Task to complete: Make an exact copy of all the entries shown below.

(Source data Opens)

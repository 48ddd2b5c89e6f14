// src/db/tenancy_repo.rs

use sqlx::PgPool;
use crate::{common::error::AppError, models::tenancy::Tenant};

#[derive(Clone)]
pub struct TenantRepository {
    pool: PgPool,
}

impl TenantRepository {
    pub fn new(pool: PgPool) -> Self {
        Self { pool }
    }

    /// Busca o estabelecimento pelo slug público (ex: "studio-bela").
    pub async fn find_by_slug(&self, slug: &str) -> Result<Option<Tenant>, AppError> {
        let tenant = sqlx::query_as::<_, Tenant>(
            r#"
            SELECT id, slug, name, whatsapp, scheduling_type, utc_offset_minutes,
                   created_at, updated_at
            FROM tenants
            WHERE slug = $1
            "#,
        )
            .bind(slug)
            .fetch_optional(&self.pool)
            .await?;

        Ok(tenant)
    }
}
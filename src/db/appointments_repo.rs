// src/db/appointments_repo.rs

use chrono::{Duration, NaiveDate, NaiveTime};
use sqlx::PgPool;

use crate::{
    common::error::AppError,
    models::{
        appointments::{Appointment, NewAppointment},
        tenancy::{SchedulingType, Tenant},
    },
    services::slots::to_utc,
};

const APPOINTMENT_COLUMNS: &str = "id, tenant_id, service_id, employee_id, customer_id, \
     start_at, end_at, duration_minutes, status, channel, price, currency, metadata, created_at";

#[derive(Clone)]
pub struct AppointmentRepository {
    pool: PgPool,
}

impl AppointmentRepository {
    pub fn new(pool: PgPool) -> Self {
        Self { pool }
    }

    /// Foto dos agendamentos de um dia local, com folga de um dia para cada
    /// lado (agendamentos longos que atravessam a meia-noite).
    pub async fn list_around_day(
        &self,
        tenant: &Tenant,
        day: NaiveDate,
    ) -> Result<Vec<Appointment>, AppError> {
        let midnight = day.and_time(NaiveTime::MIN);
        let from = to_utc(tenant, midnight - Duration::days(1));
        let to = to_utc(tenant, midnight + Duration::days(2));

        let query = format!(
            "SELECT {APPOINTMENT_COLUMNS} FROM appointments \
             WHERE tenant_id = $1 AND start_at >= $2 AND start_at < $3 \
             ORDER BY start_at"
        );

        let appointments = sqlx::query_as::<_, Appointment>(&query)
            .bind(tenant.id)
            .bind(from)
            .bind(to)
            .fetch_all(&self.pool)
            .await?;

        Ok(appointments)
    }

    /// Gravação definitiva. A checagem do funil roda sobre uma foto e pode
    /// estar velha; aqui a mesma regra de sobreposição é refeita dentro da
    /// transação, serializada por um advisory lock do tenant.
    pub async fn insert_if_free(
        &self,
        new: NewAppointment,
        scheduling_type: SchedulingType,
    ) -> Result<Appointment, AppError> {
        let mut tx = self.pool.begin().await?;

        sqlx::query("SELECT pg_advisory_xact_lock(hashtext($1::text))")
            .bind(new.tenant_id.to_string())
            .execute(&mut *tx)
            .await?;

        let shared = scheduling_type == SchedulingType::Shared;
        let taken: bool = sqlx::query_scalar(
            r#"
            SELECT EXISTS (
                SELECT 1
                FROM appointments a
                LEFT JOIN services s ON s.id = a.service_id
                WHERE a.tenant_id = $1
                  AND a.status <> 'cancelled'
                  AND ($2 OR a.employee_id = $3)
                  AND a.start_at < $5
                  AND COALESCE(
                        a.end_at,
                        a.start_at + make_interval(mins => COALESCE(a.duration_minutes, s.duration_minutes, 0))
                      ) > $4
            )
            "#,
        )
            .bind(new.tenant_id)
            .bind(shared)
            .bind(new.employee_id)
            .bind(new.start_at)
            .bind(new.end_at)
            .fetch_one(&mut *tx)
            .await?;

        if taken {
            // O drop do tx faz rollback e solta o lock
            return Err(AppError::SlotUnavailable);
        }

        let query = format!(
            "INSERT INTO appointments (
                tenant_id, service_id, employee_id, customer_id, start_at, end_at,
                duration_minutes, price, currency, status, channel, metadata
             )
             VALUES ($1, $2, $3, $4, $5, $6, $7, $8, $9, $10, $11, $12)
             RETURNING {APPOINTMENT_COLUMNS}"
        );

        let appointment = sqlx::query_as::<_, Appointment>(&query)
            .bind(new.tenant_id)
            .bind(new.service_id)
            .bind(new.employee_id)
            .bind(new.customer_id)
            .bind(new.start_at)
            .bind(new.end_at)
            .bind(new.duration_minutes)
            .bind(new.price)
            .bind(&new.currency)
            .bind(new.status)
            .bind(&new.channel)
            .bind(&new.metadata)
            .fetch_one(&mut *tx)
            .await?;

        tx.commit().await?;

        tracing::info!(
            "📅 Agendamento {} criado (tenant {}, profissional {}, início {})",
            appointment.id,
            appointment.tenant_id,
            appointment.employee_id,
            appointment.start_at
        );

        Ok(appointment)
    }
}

(Source data Closes)

Task output:
repository 48ddd2b5c89e6f14
// src/db/tenancy_repo.rs

use sqlx::PgPool;
use crate::{common::error::AppError, models::tenancy::Tenant};

#[derive(Clone)]
pub struct TenantRepository {
    pool: PgPool,
}

impl TenantRepository {
    pub fn new(pool: PgPool) -> Self {
        Self { pool }
    }

    /// Busca o estabelecimento pelo slug público (ex: "studio-bela").
    pub async fn find_by_slug(&self, slug: &str) -> Result<Option<Tenant>, AppError> {
        let tenant = sqlx::query_as::<_, Tenant>(
            r#"
            SELECT id, slug, name, whatsapp, scheduling_type, utc_offset_minutes,
                   created_at, updated_at
            FROM tenants
            WHERE slug = $1
            "#,
        )
            .bind(slug)
            .fetch_optional(&self.pool)
            .await?;

        Ok(tenant)
    }
}
filename src/db/appointments_repo.rs
// src/db/appointments_repo.rs

use chrono::{Duration, NaiveDate, NaiveTime};
use sqlx::PgPool;

use crate::{
    common::error::AppError,
    models::{
        appointments::{Appointment, NewAppointment},
        tenancy::{SchedulingType, Tenant},
    },
    services::slots::to_utc,
};

const APPOINTMENT_COLUMNS: &str = "id, tenant_id, service_id, employee_id, customer_id, \
     start_at, end_at, duration_minutes, status, channel, price, currency, metadata, created_at";

#[derive(Clone)]
pub struct AppointmentRepository {
    pool: PgPool,
}

impl AppointmentRepository {
    pub fn new(pool: PgPool) -> Self {
        Self { pool }
    }

    /// Foto dos agendamentos de um dia local, com folga de um dia para cada
    /// lado (agendamentos longos que atravessam a meia-noite).
    pub async fn list_around_day(
        &self,
        tenant: &Tenant,
        day: NaiveDate,
    ) -> Result<Vec<Appointment>, AppError> {
        let midnight = day.and_time(NaiveTime::MIN);
        let from = to_utc(tenant, midnight - Duration::days(1));
        let to = to_utc(tenant, midnight + Duration::days(2));

        let query = format!(
            "SELECT {APPOINTMENT_COLUMNS} FROM appointments \
             WHERE tenant_id = $1 AND start_at >= $2 AND start_at < $3 \
             ORDER BY start_at"
        );

        let appointments = sqlx::query_as::<_, Appointment>(&query)
            .bind(tenant.id)
            .bind(from)
            .bind(to)
            .fetch_all(&self.pool)
            .await?;

        Ok(appointments)
    }

    /// Gravação definitiva. A checagem do funil roda sobre uma foto e pode
    /// estar velha; aqui a mesma regra de sobreposição é refeita dentro da
    /// transação, serializada por um advisory lock do tenant.
    pub async fn insert_if_free(
        &self,
        new: NewAppointment,
        scheduling_type: SchedulingType,
    ) -> Result<Appointment, AppError> {
        let mut tx = self.pool.begin().await?;

        sqlx::query("SELECT pg_advisory_xact_lock(hashtext($1::text))")
            .bind(new.tenant_id.to_string())
            .execute(&mut *tx)
            .await?;

        let shared = scheduling_type == SchedulingType::Shared;
        let taken: bool = sqlx::query_scalar(
            r#"
            SELECT EXISTS (
                SELECT 1
                FROM appointments a
                LEFT JOIN services s ON s.id = a.service_id
                WHERE a.tenant_id = $1
                  AND a.status <> 'cancelled'
                  AND ($2 OR a.employee_id = $3)
                  AND a.start_at < $5
                  AND COALESCE(
                        a.end_at,
                        a.start_at + make_interval(mins => COALESCE(a.duration_minutes, s.duration_minutes, 0))
                      ) > $4
            )
            "#,
        )
            .bind(new.tenant_id)
            .bind(shared)
            .bind(new.employee_id)
            .bind(new.start_at)
            .bind(new.end_at)
            .fetch_one(&mut *tx)
            .await?;

        if taken {
            // O drop do tx faz rollback e solta o lock
            return Err(AppError::SlotUnavailable);
        }

        let query = format!(
            "INSERT INTO appointments (
                tenant_id, service_id, employee_id, customer_id, start_at, end_at,
                duration_minutes, price, currency, status, channel, metadata
             )
             VALUES ($1, $2, $3, $4, $5, $6, $7, $8, $9, $10, $11, $12)
             RETURNING {APPOINTMENT_COLUMNS}"
        );

        let appointment = sqlx::query_as::<_, Appointment>(&query)
            .bind(new.tenant_id)
            .bind(new.service_id)
            .bind(new.employee_id)
            .bind(new.customer_id)
            .bind(new.start_at)
            .bind(new.end_at)
            .bind(new.duration_minutes)
            .bind(new.price)
            .bind(&new.currency)
            .bind(new.status)
            .bind(&new.channel)
            .bind(&new.metadata)
            .fetch_one(&mut *tx)
            .await?;

        tx.commit().await?;

        tracing::info!(
            "📅 Agendamento {} criado (tenant {}, profissional {}, início {})",
            appointment.id,
            appointment.tenant_id,
            appointment.employee_id,
            appointment.start_at
        );

        Ok(appointment)
    }
}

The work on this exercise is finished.